[Geodata] Tiger - can't get SQL to use indexes in postgres

Mon Jun 23 21:26:32 EDT 2008

Stephen Frost wrote:
> Stephen,
> 
> * Stephen Woodbridge (woodbri at swoodbridge.com) wrote:
>> I loaded up some of the Tiger2007fe data into postgres and I'm trying to  
>> get a select SELECT to use indexes, but it isn't and I don't understand  
>> why. There are three tables, somewhat over indexed at the moment because  
>>  I can't get things to work.
>>
>> I have vacuum analyzed the whole database. Below are the query, explain  
>> analyze plan and table definitions. This is a subset of the query:
>>
>> select count(*) from featnames b, addr c, addrfn d, edges a
>>  where a.tlid=b.tlid and b.tlid=c.tlid and b.linearid=d.linearid and  
>> c.arid=d.arid and a.roadflg='Y';
> 
> I'd start by recommending join-syntax rather than just commas, eg:
> 
> select count(*)
> from
>   featnames b
>   join addr c on (b.tlid = c.tlid)
>   join addrfn d on (b.linearid = d.linearid)
>   join edges a on (b.tlid = a.tlid)
> where
>   a.roadflg = 'Y'
> ;

Thanks, I'll look into this. I found it curious that I could not get 
just two tables to join on an index:

select count(*) from addr a, addrfn b where a.arid=b.arid;

I realize that this requires to a full table or index scan regardless 
because of the count(*), but I thought I should be able to use an index. 
Maybe not, the optimizer might have decided that doing the full table 
scan since it was required would be just as fast as scanning the index. 
I was thinking that doing a merge of two sorted indexes would be faster 
than building a hash and then doing a hash join. But probably it is 
smarter than I am :)

> A better question, really, is- what is it you're really trying to do
> here?  Do you really need a count?  Somehow, I doubt it..  There's

Right, ultimately what I want to do is load the data, join it and write 
some of it out into another format. Basically I have three uses for the 
data ATM, 1) mapping, 2) geocoding and 3) reverse geocoding. Each of 
these need a slightly different view or need some amalgamation of the 
separate views for a single dataset that would work with all three.

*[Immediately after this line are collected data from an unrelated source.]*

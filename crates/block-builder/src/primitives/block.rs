//! Block header and receipt types.

use alloy_primitives::{keccak256, Address, B256};
use alloy_rlp::RlpEncodable;

/// Header of the block under construction. Only the fields the state
/// engine reads; sealing is the caller's concern.
#[derive(Debug, Clone, PartialEq, Eq, RlpEncodable)]
pub struct BlockHeader {
    pub parent_hash: B256,
    pub number: u64,
    pub timestamp: u64,
    pub gas_limit: u64,
    pub base_fee: u64,
    pub coinbase: Address,
}

impl BlockHeader {
    pub fn hash(&self) -> B256 {
        keccak256(alloy_rlp::encode(self))
    }
}

/// Outcome of one committed transaction.
///
/// A receipt exists only for transactions that made it into the pending
/// block; invalid transactions are rejected before producing one. A
/// reverted transaction still commits (it paid gas) and carries
/// `success == false`.
#[derive(Debug, Clone, PartialEq, Eq)]
pub struct Receipt {
    pub tx_hash: B256,
    pub success: bool,
    pub gas_used: u64,
    pub cumulative_gas_used: u64,
    /// Set for deployments: the address the code landed at.
    pub contract_address: Option<Address>,
}
//! Snapshot journals.
//!
//! A journal records, per `(account, field)` key, the value that field had
//! the first time it was written after the snapshot was opened. Reverting
//! replays the entries in reverse insertion order; committing merges a
//! journal into the one beneath it, keeping the *older* prior value
//! wherever both layers logged the same key, so that reverting the lower
//! snapshot still restores its own pre-push state.

use crate::state::account::Account;
use alloy_primitives::{Address, Bytes, U256};
use std::collections::{BTreeMap, HashSet};

/// Identity of a journaled field. First-touch-wins deduplication happens
/// on this key.
#[derive(Debug, Clone, Copy, PartialEq, Eq, Hash)]
pub(crate) enum JournalKey {
    Created(Address),
    Balance(Address),
    Nonce(Address),
    Storage(Address, U256),
    Code(Address),
    SelfDestructed(Address),
    Touched(Address),
    Refund,
}

/// The prior value of one field. Restoring an entry is total: it needs no
/// context beyond the account map itself.
#[derive(Debug, Clone, PartialEq, Eq)]
pub(crate) enum JournalEntry {
    /// The account did not exist before this snapshot.
    AccountCreated { address: Address },
    BalanceChange { address: Address, prev: U256 },
    NonceChange { address: Address, prev: u64 },
    /// `prev == None` means the slot was unset.
    StorageChange {
        address: Address,
        slot: U256,
        prev: Option<U256>,
    },
    CodeChange { address: Address, prev: Bytes },
    SelfDestructChange { address: Address, prev: bool },
    TouchChange { address: Address, prev: bool },
    RefundChange { prev: u64 },
}

impl JournalEntry {
    pub(crate) fn key(&self) -> JournalKey {
        match self {
            JournalEntry::AccountCreated { address } => JournalKey::Created(*address),
            JournalEntry::BalanceChange { address, .. } => JournalKey::Balance(*address),
            JournalEntry::NonceChange { address, .. } => JournalKey::Nonce(*address),
            JournalEntry::StorageChange { address, slot, .. } => {
                JournalKey::Storage(*address, *slot)
            }
            JournalEntry::CodeChange { address, .. } => JournalKey::Code(*address),
            JournalEntry::SelfDestructChange { address, .. } => {
                JournalKey::SelfDestructed(*address)
            }
            JournalEntry::TouchChange { address, .. } => JournalKey::Touched(*address),
            JournalEntry::RefundChange { .. } => JournalKey::Refund,
        }
    }
}

/// One snapshot's worth of prior values.
#[derive(Debug, Clone, Default)]
pub(crate) struct Journal {
    entries: Vec<JournalEntry>,
    seen: HashSet<JournalKey>,
}

impl Journal {
    /// Logs an entry unless this key was already touched in this layer.
    pub(crate) fn record(&mut self, entry: JournalEntry) {
        if self.seen.insert(entry.key()) {
            self.entries.push(entry);
        }
    }

    /// Folds `top` into `self`. Keys already present keep this layer's
    /// (older) prior value; keys only `top` saw move down unchanged.
    pub(crate) fn absorb(&mut self, top: Journal) {
        for entry in top.entries {
            self.record(entry);
        }
    }

    /// Restores all prior values onto the account map, newest entry first.
    pub(crate) fn revert(self, accounts: &mut BTreeMap<Address, Account>, refund: &mut u64) {
        for entry in self.entries.into_iter().rev() {
            match entry {
                JournalEntry::AccountCreated { address } => {
                    accounts.remove(&address);
                }
                JournalEntry::BalanceChange { address, prev } => {
                    if let Some(account) = accounts.get_mut(&address) {
                        account.balance = prev;
                    }
                }
                JournalEntry::NonceChange { address, prev } => {
                    if let Some(account) = accounts.get_mut(&address) {
                        account.nonce = prev;
                    }
                }
                JournalEntry::StorageChange {
                    address,
                    slot,
                    prev,
                } => {
                    if let Some(account) = accounts.get_mut(&address) {
                        match prev {
                            Some(value) => {
                                account.storage.insert(slot, value);
                            }
                            None => {
                                account.storage.remove(&slot);
                            }
                        }
                    }
                }
                JournalEntry::CodeChange { address, prev } => {
                    if let Some(account) = accounts.get_mut(&address) {
                        account.code = prev;
                    }
                }
                JournalEntry::SelfDestructChange { address, prev } => {
                    if let Some(account) = accounts.get_mut(&address) {
                        account.self_destructed = prev;
                    }
                }
                JournalEntry::TouchChange { address, prev } => {
                    if let Some(account) = accounts.get_mut(&address) {
                        account.touched = prev;
                    }
                }
                JournalEntry::RefundChange { prev } => {
                    *refund = prev;
                }
            }
        }
    }

    #[cfg(test)]
    pub(crate) fn len(&self) -> usize {
        self.entries.len()
    }
}
//! The execution boundary.
//!
//! The builder never interprets bytecode itself; it hands a recovered
//! transaction and the live state to an [`Evm`] implementation. The one
//! hard requirement on implementations: a failing transaction must leave
//! the state exactly as it found it (self-revert), because the
//! shadow-buffer commit path performs no state rollback of its own.

mod vm;

pub use vm::{
    create_address, HarnessVm, DATA_NONZERO_GAS, DATA_ZERO_GAS, OP_CHANGE_BALANCE,
    OP_CHANGE_STORAGE, OP_CREATE_OBJECT, OP_RESET_OBJECT, OP_REVERT, OP_SELF_DESTRUCT, TX_GAS,
};

use crate::primitives::{BlockHeader, Recovered, SignedTransaction};
use crate::state::{StateDb, StateError};
use alloy_primitives::{Address, U256};

/// Result of applying one transaction.
///
/// `success == false` means the transaction executed, paid gas, bumped
/// the sender nonce, and reverted its own effects; it is still includable.
#[derive(Debug, Clone, PartialEq, Eq)]
pub struct ExecutionOutcome {
    pub success: bool,
    pub gas_used: u64,
    /// Deployment target, when the transaction created a contract.
    pub contract_address: Option<Address>,
}

/// Rejections that prevent a transaction from executing at all. No state
/// is modified when one of these is returned.
#[derive(Debug, Clone, PartialEq, Eq, thiserror::Error)]
pub enum ExecutionError {
    #[error("nonce too low: tx {tx}, state {state}")]
    NonceTooLow { tx: u64, state: u64 },
    #[error("nonce too high: tx {tx}, state {state}")]
    NonceTooHigh { tx: u64, state: u64 },
    #[error("intrinsic gas too low: needed {needed}, limit {limit}")]
    IntrinsicGasTooLow { needed: u64, limit: u64 },
    #[error("insufficient funds: cost {cost}, balance {balance}")]
    InsufficientFunds { cost: U256, balance: U256 },
    #[error("fee cap {fee_cap} below base fee {base_fee}")]
    FeeCapBelowBaseFee { fee_cap: u128, base_fee: u64 },
    #[error(transparent)]
    State(#[from] StateError),
}

/// Synchronous transaction execution against the builder's state.
pub trait Evm {
    /// Applies `tx` to `state` under `header`'s rules.
    ///
    /// On `Err` the state is untouched. On `Ok` the sender nonce, fee
    /// payment and (if `success`) all effects are committed; a reverted
    /// transaction has had its effects undone internally.
    fn execute(
        &self,
        state: &mut StateDb,
        header: &BlockHeader,
        tx: &Recovered<SignedTransaction>,
    ) -> Result<ExecutionOutcome, ExecutionError>;
}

> *alot* of edges and whatnot in TIGER, you're going to want to filter it
> down more, one way or another.  I'm also not convinced that your joins
> are set up correctly, honestly.  On tiger_01 I got 51.6M records
> returned from that query, but there's only 1.6M edges, 1.5M featnames,
> and 775K addr.  Seems a bit fishy to me though I don't see anything
> obvious at the moment.

Yeah, exactly! So what I am doing ATM is just exploring the data and the 
relationships, Then I probably need to create some views and try out the 
data for each of the applications involved. And then make scripts to 
automate processing all the data. Also since the data is all changing 
because of the Tiger changes and some changes I want to make, all the 
applications need to be updated as well to deal with the new data <sigh> 
lots of work and as Schuyler said "a slow process".

Thanks,
   -Steve

> 	Thanks,
> 
> 		Stephen